Kedua tangannya terangkat, memijit-mijit kepalanya yang pusing sejak bangun tadi pagi. Semalaman ia kurang tidur akibat begadang. Pukul sepuluh malam, Tama datang ke unitnya, menghiba dengan wajah memelas dan mengajaknya menonton serial TV. Keduanya memelototi layar dalam balutan selimut masing-masing sampai pukul empat subuh. Berbungkus-bungkus kacang dan kerupuk kentang tandas menyisakan sampah yang berserakan.
Sama seperti dirinya, Tama pun sedang galau ditinggal kekasih. Pria itu akhirnya mengakui, patah hati memang amat menyiksa. Liona yang sudah berkali-kali merasakan hal yang sama, lama-lama menjadi imun, tak lagi menangis, meski bekasnya masih menyisakan perih yang entah kapan hilangnya.

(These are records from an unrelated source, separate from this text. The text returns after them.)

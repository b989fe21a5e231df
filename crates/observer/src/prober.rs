// Path: crates/observer/src/prober.rs
//! Fingerprints one name's resolution on one host over HTTP.
//!
//! Content up to [`MAX_STREAMED_BYTES`] is hashed from a single streamed
//! `GET`, capped at that many bytes. Larger content is sampled with range
//! requests at offsets drawn from the shared epoch entropy, so the reference
//! and the gateway hash the same bytes.

use crate::sampler::{select_ranges, HashPrng};
use async_trait::async_trait;
use base64::engine::general_purpose::URL_SAFE_NO_PAD;
use base64::Engine;
use observer_api::probe::{ProbeTarget, ResolutionProber};
use observer_types::error::ObserverError;
use observer_types::resolution::{ProbeTimings, ResolutionFingerprint};
use observer_types::{Entropy, Result, MAX_STREAMED_BYTES};
use reqwest::header::{CONTENT_LENGTH, CONTENT_TYPE, RANGE};
use reqwest::{Client, Method, RequestBuilder, Response, StatusCode};
use serde::Deserialize;
use sha2::{Digest, Sha256};
use std::time::{Duration, Instant};

/// Header carrying the resolved transaction id.
pub const RESOLVED_ID_HEADER: &str = "x-arns-resolved-id";
/// Header carrying the resolution TTL.
pub const TTL_SECONDS_HEADER: &str = "x-arns-ttl-seconds";
/// Header identifying the observer release to the reference gateway.
pub const NODE_RELEASE_HEADER: &str = "x-ar-io-node-release";

/// Tunables for [`HttpProber`].
#[derive(Debug, Clone)]
pub struct ProberConfig {
    /// `http` or `https`.
    pub scheme: String,
    /// Sent to the reference gateway only.
    pub node_release: Option<String>,
    /// Bytes per sampled range.
    pub range_size: u64,
    /// Ranges sampled per large resource.
    pub range_quantity: usize,
    /// TCP connect timeout.
    pub connect_timeout: Duration,
    /// Whole-request timeout.
    pub request_timeout: Duration,
}

impl Default for ProberConfig {
    fn default() -> Self {
        Self {
            scheme: "https".to_string(),
            node_release: None,
            range_size: 200,
            range_quantity: 5,
            connect_timeout: Duration::from_secs(3),
            request_timeout: Duration::from_secs(10),
        }
    }
}

#[derive(Debug, Deserialize)]
struct GatewayInfo {
    wallet: Option<String>,
}

/// The reqwest-backed [`ResolutionProber`].
pub struct HttpProber {
    client: Client,
    config: ProberConfig,
}

impl HttpProber {
    /// Builds a prober with its own client honouring the configured timeouts.
    pub fn new(config: ProberConfig) -> Result<Self> {
        let client = Client::builder()
            .connect_timeout(config.connect_timeout)
            .timeout(config.request_timeout)
            .build()
            .map_err(|e| ObserverError::Config(format!("failed to build http client: {e}")))?;
        Ok(Self::with_client(client, config))
    }

    /// Builds a prober over an existing client.
    pub fn with_client(client: Client, config: ProberConfig) -> Self {
        Self { client, config }
    }

    fn request(&self, method: Method, url: &str, target: ProbeTarget) -> RequestBuilder {
        let builder = self.client.request(method, url);
        match (&self.config.node_release, target) {
            (Some(release), ProbeTarget::Reference) => {
                builder.header(NODE_RELEASE_HEADER, release.as_str())
            }
            _ => builder,
        }
    }

    // Returns `None` when the host does not have the content.
    async fn hash_stream(&self, url: &str, target: ProbeTarget) -> Result<Option<(String, Option<String>)>> {
        let mut response = self
            .request(Method::GET, url, target)
            .send()
            .await
            .map_err(|e| probe_error(url, e))?;
        if !check_status(url, &response)? {
            return Ok(None);
        }
        let content_type = header_string(&response, CONTENT_TYPE.as_str());

        let mut hasher = Sha256::new();
        let mut remaining = MAX_STREAMED_BYTES;
        while remaining > 0 {
            let Some(chunk) = response.chunk().await.map_err(|e| probe_error(url, e))? else {
                break;
            };
            let take = remaining.min(chunk.len() as u64);
            if let Some(part) = chunk.get(..take as usize) {
                hasher.update(part);
            }
            remaining -= take;
        }
        // Dropping the response aborts the remainder of an oversized body.
        drop(response);

        Ok(Some((URL_SAFE_NO_PAD.encode(hasher.finalize()), content_type)))
    }

    async fn hash_ranges(
        &self,
        url: &str,
        content_length: u64,
        entropy: &Entropy,
        target: ProbeTarget,
    ) -> Result<Option<(String, Option<String>)>> {
        let mut prng = HashPrng::new(entropy.as_bytes());
        let ranges = select_ranges(
            content_length,
            self.config.range_size,
            self.config.range_quantity,
            || prng.next_unit(),
        );

        let mut hasher = Sha256::new();
        let mut content_type = None;
        for range in ranges {
            let mut response = self
                .request(Method::GET, url, target)
                .header(RANGE, range.header_value())
                .send()
                .await
                .map_err(|e| probe_error(url, e))?;
            if !check_status(url, &response)? {
                return Ok(None);
            }
            content_type = header_string(&response, CONTENT_TYPE.as_str());

            let mut remaining = self.config.range_size;
            while remaining > 0 {
                let Some(chunk) = response.chunk().await.map_err(|e| probe_error(url, e))? else {
                    break;
                };
                let take = remaining.min(chunk.len() as u64);
                if let Some(part) = chunk.get(..take as usize) {
                    hasher.update(part);
                }
                remaining -= take;
            }
        }

        Ok(Some((URL_SAFE_NO_PAD.encode(hasher.finalize()), content_type)))
    }
}

fn probe_error(url: &str, e: reqwest::Error) -> ObserverError {
    ObserverError::ProbeFailed(format!("request to {url} failed: {e}"))
}

// `Ok(false)` for 404, an error for any other non-success status.
fn check_status(url: &str, response: &Response) -> Result<bool> {
    let status = response.status();
    if status == StatusCode::NOT_FOUND {
        return Ok(false);
    }
    if !status.is_success() {
        return Err(ObserverError::ProbeFailed(format!(
            "{url} returned status {status}"
        )));
    }
    Ok(true)
}

fn header_string(response: &Response, name: &str) -> Option<String> {
    response
        .headers()
        .get(name)
        .and_then(|v| v.to_str().ok())
        .map(str::to_string)
}

fn elapsed_ms(since: Instant) -> u64 {
    since.elapsed().as_millis() as u64
}

#[async_trait]
impl ResolutionProber for HttpProber {
    async fn probe(
        &self,
        host: &str,
        name: &str,
        entropy: &Entropy,
        reference_content_length: Option<u64>,
        target: ProbeTarget,
    ) -> Result<ResolutionFingerprint> {
        let url = format!("{}://{}.{}/", self.config.scheme, name, host);
        let started = Instant::now();

        let head = self
            .request(Method::HEAD, &url, target)
            .send()
            .await
            .map_err(|e| probe_error(&url, e))?;
        let head_ms = elapsed_ms(started);
        if !check_status(&url, &head)? {
            return Ok(ResolutionFingerprint::not_found(ProbeTimings {
                head_ms,
                fetch_ms: 0,
                total_ms: head_ms,
            }));
        }

        let status_code = head.status().as_u16();
        let resolved_id = header_string(&head, RESOLVED_ID_HEADER);
        let ttl_seconds = header_string(&head, TTL_SECONDS_HEADER);
        let header_length = header_string(&head, CONTENT_LENGTH.as_str()).and_then(|v| v.parse::<u64>().ok());
        let content_length = reference_content_length.or(header_length);

        let fetch_started = Instant::now();
        let hashed = match content_length {
            Some(length) if length > MAX_STREAMED_BYTES => {
                self.hash_ranges(&url, length, entropy, target).await?
            }
            _ => self.hash_stream(&url, target).await?,
        };
        let timings = ProbeTimings {
            head_ms,
            fetch_ms: elapsed_ms(fetch_started),
            total_ms: elapsed_ms(started),
        };

        let Some((digest, content_type)) = hashed else {
            return Ok(ResolutionFingerprint::not_found(timings));
        };
        tracing::debug!(target: "prober", %url, ?target, content_length, "probed resolution");
        Ok(ResolutionFingerprint {
            status_code: Some(status_code),
            resolved_id,
            ttl_seconds,
            content_type,
            content_length,
            data_hash_digest: Some(digest),
            timings: Some(timings),
        })
    }

    async fn observed_wallet(&self, fqdn: &str) -> Result<Option<String>> {
        let url = format!("{}://{}/ar-io/info", self.config.scheme, fqdn);
        let response = self
            .client
            .get(&url)
            .send()
            .await
            .map_err(|e| probe_error(&url, e))?;
        if !response.status().is_success() {
            return Err(ObserverError::ProbeFailed(format!(
                "{url} returned status {}",
                response.status()
            )));
        }
        let info: GatewayInfo = response
            .json()
            .await
            .map_err(|e| ObserverError::ProbeFailed(format!("invalid info from {url}: {e}")))?;
        Ok(info.wallet)
    }
}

Semenjak peristiwa bulan lalu yang hampir merenggut harga dirinya, Lio tak lagi kemana-mana. Rutinitasnya berputar antara kantor dan apartemen. Hangout di mall untuk sekedar makan atau berbelanja tak lagi dilakoninya. Ia harus puas mengandalkan makanan delivery untuk mengisi perut. Untuk mengisi waktu, ia memilih melahap buku-buku yang ia tumpuk dan belum sempat dibaca.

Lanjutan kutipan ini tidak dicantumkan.